### [WHAT YOU SHOULD DO]
Each record should be copied exactly, and none of them omitted.

** Opening GIVEN DATA block **

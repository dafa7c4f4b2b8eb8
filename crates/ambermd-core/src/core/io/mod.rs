//! Readers and writers for the structure files exchanged with the external
//! toolchain.
//!
//! PDB and MOL2 go through the [`traits::MolecularFile`] interface and load
//! into a [`MolecularSystem`](crate::core::models::system::MolecularSystem).
//! Amber topologies and restart files are only read, and only as far as the
//! selection and validation logic needs.

pub mod mol2;
pub mod parm7;
pub mod pdb;
pub mod rst7;
pub mod traits;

** Closing GIVEN DATA block **

### [WRITTEN SOLUTION]
repository dafa7c4f4b2b8eb8
filename crates/ambermd-core/src/core/io/mod.rs
//! Readers and writers for the structure files exchanged with the external
//! toolchain.
//!
//! PDB and MOL2 go through the [`traits::MolecularFile`] interface and load
//! into a [`MolecularSystem`](crate::core::models::system::MolecularSystem).
//! Amber topologies and restart files are only read, and only as far as the
//! selection and validation logic needs.

pub mod mol2;
pub mod parm7;
pub mod pdb;
pub mod rst7;
pub mod traits;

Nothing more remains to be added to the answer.